More or less, population two is a smaller subset of population one
Assuming I understand your experiment, an independent-samples t-test will work, but in order to use it, you would need to structure your data like this:

Sample 1 - All codons of a particular distance from the domain boundary
Sample 2 - All OTHER codons measured

In other words, although you may think of the sample 1 codons as a subset of sample 2, you could NOT include the measurements of these codons in both sample 1 and sample 2 if you go with independent-samples t-test.

There may be some type of test out there that treats one sample as a subset of the other sample, but if so I'm not aware of it.

Exactly how small is the group that I'm calling sample 1? Are there ~25 codons or more in that group?
Thank you so much for your prompt reply! I apologize for my delayed response. With orientation beginning this week, I haven't had much time to spare for my research.

I apologize, because I realize that my description of this research project was not very detailed. We have a series of mRNA transcripts. For each transcript, we have information regarding the placement of the domain(s), as well as codon translation times for each codon along the transcript.

The first data set I was describing is a set of all codon translation times. There are 16,210 values in this list, with a minimum of 0.0020185 and a maximum of 30.0112087 with an average value of 1.00.

The second data set is different depending on the position relative to the domain boundary. Essentially, the domain boundary is defined to be i=0, then we iterate this from -200 to +200. For all transcripts that have codons at the given position, the codon translation time is added to the data set. For this reason, any given i value may have anywhere from ~30 to ~130 values. For each i-value, we want to determine if this data set differs significantly from the data set of all codon translation times.

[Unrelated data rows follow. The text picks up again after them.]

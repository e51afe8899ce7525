//! Logging setup
//!
//! Log output is configured through [`LogConfig`] (console, daily-rolled
//! file, or both; text or JSON lines) and can be turned into a subscriber
//! in two ways:
//!
//! - [`init_logging`] installs it process-wide and returns a [`LogGuard`]
//!   to hold until shutdown.
//! - [`LogScope::open`] builds a dispatcher that is not installed anywhere.
//!   The ingestor runs each file under its own scope: the file writer is
//!   opened when the invocation starts and flushed when the scope drops.
//!
//! Library code logs through `tracing` macros with key/value fields, e.g.
//! `info!(path = %path.display(), rows, "Uploaded batch")`.
//!
//! # Example
//!
//! ```no_run
//! use eqlog_common::logging::{init_logging, LogConfig};
//!
//! fn main() -> anyhow::Result<()> {
//!     let config = LogConfig::from_env()?;
//!     let _guard = init_logging(&config)?;
//!     tracing::info!("Watcher started");
//!     Ok(())
//! }
//! ```

use anyhow::{bail, Context, Result};
use serde::{Deserialize, Serialize};
use std::path::PathBuf;
use std::str::FromStr;
use tracing::{level_filters::LevelFilter, Dispatch};
use tracing_appender::non_blocking::WorkerGuard;
use tracing_subscriber::{
    filter::Directive,
    fmt::{self, format::FmtSpan, MakeWriter},
    layer::SubscriberExt,
    EnvFilter, Layer, Registry,
};

type BoxedLayer = Box<dyn Layer<Registry> + Send + Sync>;

/// Minimum level a subscriber lets through
#[derive(Debug, Clone, Copy, PartialEq, Eq, PartialOrd, Ord, Serialize, Deserialize, Default)]
#[serde(rename_all = "lowercase")]
pub enum LogLevel {
    Trace,
    Debug,
    #[default]
    Info,
    Warn,
    Error,
}

impl From<LogLevel> for LevelFilter {
    fn from(level: LogLevel) -> Self {
        match level {
            LogLevel::Trace => LevelFilter::TRACE,
            LogLevel::Debug => LevelFilter::DEBUG,
            LogLevel::Info => LevelFilter::INFO,
            LogLevel::Warn => LevelFilter::WARN,
            LogLevel::Error => LevelFilter::ERROR,
        }
    }
}

impl FromStr for LogLevel {
    type Err = anyhow::Error;

    fn from_str(s: &str) -> Result<Self> {
        Ok(match s.trim().to_ascii_lowercase().as_str() {
            "trace" => LogLevel::Trace,
            "debug" => LogLevel::Debug,
            "info" => LogLevel::Info,
            "warn" | "warning" => LogLevel::Warn,
            "error" => LogLevel::Error,
            other => bail!("Invalid log level: {other}"),
        })
    }
}

/// Where log lines go
#[derive(Debug, Clone, Copy, PartialEq, Eq, Serialize, Deserialize, Default)]
#[serde(rename_all = "lowercase")]
pub enum LogOutput {
    #[default]
    Console,
    File,
    Both,
}

impl LogOutput {
    pub fn writes_console(self) -> bool {
        matches!(self, LogOutput::Console | LogOutput::Both)
    }

    pub fn writes_file(self) -> bool {
        matches!(self, LogOutput::File | LogOutput::Both)
    }
}

impl FromStr for LogOutput {
    type Err = anyhow::Error;

    fn from_str(s: &str) -> Result<Self> {
        Ok(match s.trim().to_ascii_lowercase().as_str() {
            "console" | "stdout" => LogOutput::Console,
            "file" => LogOutput::File,
            "both" | "all" => LogOutput::Both,
            other => bail!("Invalid log output: {other}"),
        })
    }
}

/// Line format
#[derive(Debug, Clone, Copy, PartialEq, Eq, Serialize, Deserialize, Default)]
#[serde(rename_all = "lowercase")]
pub enum LogFormat {
    #[default]
    Text,
    /// One JSON object per line
    Json,
}

impl FromStr for LogFormat {
    type Err = anyhow::Error;

    fn from_str(s: &str) -> Result<Self> {
        Ok(match s.trim().to_ascii_lowercase().as_str() {
            "text" | "pretty" => LogFormat::Text,
            "json" => LogFormat::Json,
            other => bail!("Invalid log format: {other}"),
        })
    }
}

/// Logging configuration
#[derive(Debug, Clone, Serialize, Deserialize)]
pub struct LogConfig {
    pub level: LogLevel,
    pub output: LogOutput,
    pub format: LogFormat,

    /// Directory for rolled log files; unused for console-only output
    pub log_dir: PathBuf,

    /// File name prefix, suffixed with the date by the roller
    pub log_file_prefix: String,

    /// Extra `EnvFilter` directives, e.g. `"sqlx=warn,eqlog_ingest=debug"`
    pub filter_directives: Option<String>,

    pub include_location: bool,
    pub include_thread_ids: bool,
    pub include_targets: bool,
}

impl Default for LogConfig {
    fn default() -> Self {
        Self {
            level: LogLevel::Info,
            output: LogOutput::Console,
            format: LogFormat::Text,
            log_dir: PathBuf::from("./logs"),
            log_file_prefix: "eqlog".to_string(),
            filter_directives: None,
            include_location: false,
            include_thread_ids: false,
            include_targets: true,
        }
    }
}

fn env_var(name: &str) -> Option<String> {
    std::env::var(name).ok().filter(|value| !value.trim().is_empty())
}

fn env_bool(name: &str, current: bool) -> bool {
    env_var(name)
        .and_then(|value| value.trim().parse().ok())
        .unwrap_or(current)
}

impl LogConfig {
    /// Defaults overlaid with the environment; see [`LogConfig::merge_env`].
    pub fn from_env() -> Result<Self> {
        Self::default().merge_env()
    }

    /// Overlay environment variables on `self`. Unset variables keep the
    /// current value.
    ///
    /// `LOG_LEVEL`, `LOG_OUTPUT`, `LOG_FORMAT`, `LOG_DIR`, `LOG_FILE_PREFIX`,
    /// `LOG_FILTER`, `LOG_INCLUDE_LOCATION`, `LOG_INCLUDE_THREAD_IDS`,
    /// `LOG_INCLUDE_TARGETS`.
    pub fn merge_env(mut self) -> Result<Self> {
        if let Some(level) = env_var("LOG_LEVEL") {
            self.level = level.parse()?;
        }
        if let Some(output) = env_var("LOG_OUTPUT") {
            self.output = output.parse()?;
        }
        if let Some(format) = env_var("LOG_FORMAT") {
            self.format = format.parse()?;
        }
        if let Some(dir) = env_var("LOG_DIR") {
            self.log_dir = PathBuf::from(dir);
        }
        if let Some(prefix) = env_var("LOG_FILE_PREFIX") {
            self.log_file_prefix = prefix;
        }
        if let Some(filter) = env_var("LOG_FILTER") {
            self.filter_directives = Some(filter);
        }

        self.include_location = env_bool("LOG_INCLUDE_LOCATION", self.include_location);
        self.include_thread_ids = env_bool("LOG_INCLUDE_THREAD_IDS", self.include_thread_ids);
        self.include_targets = env_bool("LOG_INCLUDE_TARGETS", self.include_targets);

        Ok(self)
    }

    /// Copy with the threshold lowered to at least `Debug`.
    pub fn with_debug(&self) -> Self {
        Self {
            level: self.level.min(LogLevel::Debug),
            ..self.clone()
        }
    }

    /// Copy that writes to the console only.
    pub fn console_only(&self) -> Self {
        Self {
            output: LogOutput::Console,
            ..self.clone()
        }
    }

    pub fn builder() -> LogConfigBuilder {
        LogConfigBuilder::default()
    }
}

/// Fluent construction of a [`LogConfig`]
#[derive(Debug, Default)]
pub struct LogConfigBuilder {
    config: LogConfig,
}

impl LogConfigBuilder {
    pub fn level(mut self, level: LogLevel) -> Self {
        self.config.level = level;
        self
    }

    pub fn output(mut self, output: LogOutput) -> Self {
        self.config.output = output;
        self
    }

    pub fn format(mut self, format: LogFormat) -> Self {
        self.config.format = format;
        self
    }

    pub fn log_dir(mut self, dir: impl Into<PathBuf>) -> Self {
        self.config.log_dir = dir.into();
        self
    }

    pub fn log_file_prefix(mut self, prefix: impl Into<String>) -> Self {
        self.config.log_file_prefix = prefix.into();
        self
    }

    pub fn filter_directives(mut self, filter: impl Into<String>) -> Self {
        self.config.filter_directives = Some(filter.into());
        self
    }

    pub fn build(self) -> LogConfig {
        self.config
    }
}

/// Keeps the global subscriber's file writer alive; flushes on drop.
#[must_use = "dropping the guard stops the background log writer"]
pub struct LogGuard {
    _worker: Option<WorkerGuard>,
}

/// A logging dispatcher bound to one unit of work.
///
/// Nothing is installed globally. Run code under [`LogScope::dispatch`]
/// (`tracing::dispatcher::with_default`, or `WithSubscriber` for futures)
/// and drop the scope when the work is done to flush buffered file output.
pub struct LogScope {
    dispatch: Dispatch,
    worker: Option<WorkerGuard>,
}

impl LogScope {
    pub fn open(config: &LogConfig) -> Result<Self> {
        let (dispatch, worker) = build_dispatch(config)?;
        Ok(Self { dispatch, worker })
    }

    /// Scope that forwards to whatever dispatcher is current right now.
    pub fn inherit() -> Self {
        Self {
            dispatch: tracing::dispatcher::get_default(Dispatch::clone),
            worker: None,
        }
    }

    pub fn dispatch(&self) -> &Dispatch {
        &self.dispatch
    }

    pub fn writes_file(&self) -> bool {
        self.worker.is_some()
    }
}

impl std::fmt::Debug for LogScope {
    fn fmt(&self, f: &mut std::fmt::Formatter<'_>) -> std::fmt::Result {
        f.debug_struct("LogScope")
            .field("writes_file", &self.writes_file())
            .finish()
    }
}

/// Install `config` as the process-wide subscriber. Call once at startup.
pub fn init_logging(config: &LogConfig) -> Result<LogGuard> {
    let (dispatch, worker) = build_dispatch(config)?;
    tracing::dispatcher::set_global_default(dispatch)
        .context("A global tracing subscriber is already installed")?;
    Ok(LogGuard { _worker: worker })
}

fn build_filter(config: &LogConfig) -> Result<EnvFilter> {
    let base = EnvFilter::builder()
        .with_default_directive(LevelFilter::from(config.level).into())
        .from_env_lossy();

    config
        .filter_directives
        .iter()
        .flat_map(|directives| directives.split(','))
        .map(str::trim)
        .filter(|directive| !directive.is_empty())
        .try_fold(base, |filter, directive| {
            let directive = directive
                .parse::<Directive>()
                .with_context(|| format!("Invalid log filter directive: {directive}"))?;
            Ok(filter.add_directive(directive))
        })
}

fn fmt_layer<W>(config: &LogConfig, writer: W, ansi: bool) -> BoxedLayer
where
    W: for<'w> MakeWriter<'w> + Send + Sync + 'static,
{
    let layer = fmt::layer()
        .with_writer(writer)
        .with_target(config.include_targets)
        .with_thread_ids(config.include_thread_ids)
        .with_file(config.include_location)
        .with_line_number(config.include_location)
        .with_span_events(FmtSpan::CLOSE)
        .with_ansi(ansi);

    match config.format {
        LogFormat::Text => layer.boxed(),
        LogFormat::Json => layer.json().boxed(),
    }
}

fn build_dispatch(config: &LogConfig) -> Result<(Dispatch, Option<WorkerGuard>)> {
    let filter = build_filter(config)?;
    let mut layers: Vec<BoxedLayer> = Vec::new();
    let mut worker = None;

    if config.output.writes_console() {
        layers.push(fmt_layer(config, std::io::stdout, true));
    }

    if config.output.writes_file() {
        std::fs::create_dir_all(&config.log_dir).with_context(|| {
            format!("Failed to create log directory {}", config.log_dir.display())
        })?;

        let appender = tracing_appender::rolling::daily(&config.log_dir, &config.log_file_prefix);
        let (writer, guard) = tracing_appender::non_blocking(appender);
        worker = Some(guard);
        layers.push(fmt_layer(config, writer, false));
    }

    let subscriber = tracing_subscriber::registry().with(layers).with(filter);
    Ok((Dispatch::new(subscriber), worker))
}

#[cfg(test)]
#[allow(clippy::unwrap_used, clippy::expect_used)]
mod tests {
    use super::*;

    #[test]
    fn test_parse_settings() {
        assert_eq!("DEBUG".parse::<LogLevel>().unwrap(), LogLevel::Debug);
        assert_eq!("warning".parse::<LogLevel>().unwrap(), LogLevel::Warn);
        assert_eq!(" both ".parse::<LogOutput>().unwrap(), LogOutput::Both);
        assert_eq!("json".parse::<LogFormat>().unwrap(), LogFormat::Json);
        assert!("loud".parse::<LogLevel>().is_err());
        assert!("syslog".parse::<LogOutput>().is_err());
    }

    #[test]
    fn test_with_debug_only_lowers_threshold() {
        let info = LogConfig::builder().level(LogLevel::Warn).build();
        assert_eq!(info.with_debug().level, LogLevel::Debug);

        let trace = LogConfig::builder().level(LogLevel::Trace).build();
        assert_eq!(trace.with_debug().level, LogLevel::Trace);
    }

    #[test]
    fn test_console_only_keeps_other_settings() {
        let config = LogConfig::builder()
            .output(LogOutput::Both)
            .format(LogFormat::Json)
            .build()
            .console_only();
        assert_eq!(config.output, LogOutput::Console);
        assert_eq!(config.format, LogFormat::Json);
    }

    #[test]
    fn test_scope_writes_file_and_flushes_on_drop() {
        let dir = tempfile::tempdir().unwrap();
        let config = LogConfig::builder()
            .output(LogOutput::File)
            .log_dir(dir.path())
            .log_file_prefix("scope-test")
            .build();

        let scope = LogScope::open(&config).unwrap();
        assert!(scope.writes_file());
        tracing::dispatcher::with_default(scope.dispatch(), || {
            tracing::info!(rows = 3, "scoped message");
        });
        drop(scope);

        let contents: String = std::fs::read_dir(dir.path())
            .unwrap()
            .map(|entry| std::fs::read_to_string(entry.unwrap().path()).unwrap())
            .collect();
        assert!(contents.contains("scoped message"));
    }

    #[test]
    fn test_invalid_filter_directive_is_rejected() {
        let config = LogConfig::builder()
            .filter_directives("sqlx=warn,eqlog=notalevel")
            .build();
        assert!(LogScope::open(&config).is_err());
    }
}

We initially did this without p-values. We calculated the average for each i-value data set, plotted these averages, and computed the 95% confidence interval with the BCa bootstrapping method. If these error bars did not cross the value of 1.00 (the average of the first data set), we labeled them as "statistically significant."

Now, we would like to perform Multiple Hypothesis Correction, which requires p-value correction. I hope that clarifies the question a bit! Thanks again for your reply; it has been very helpful. I do apologize for my delayed response. Please let me know if you need any more information!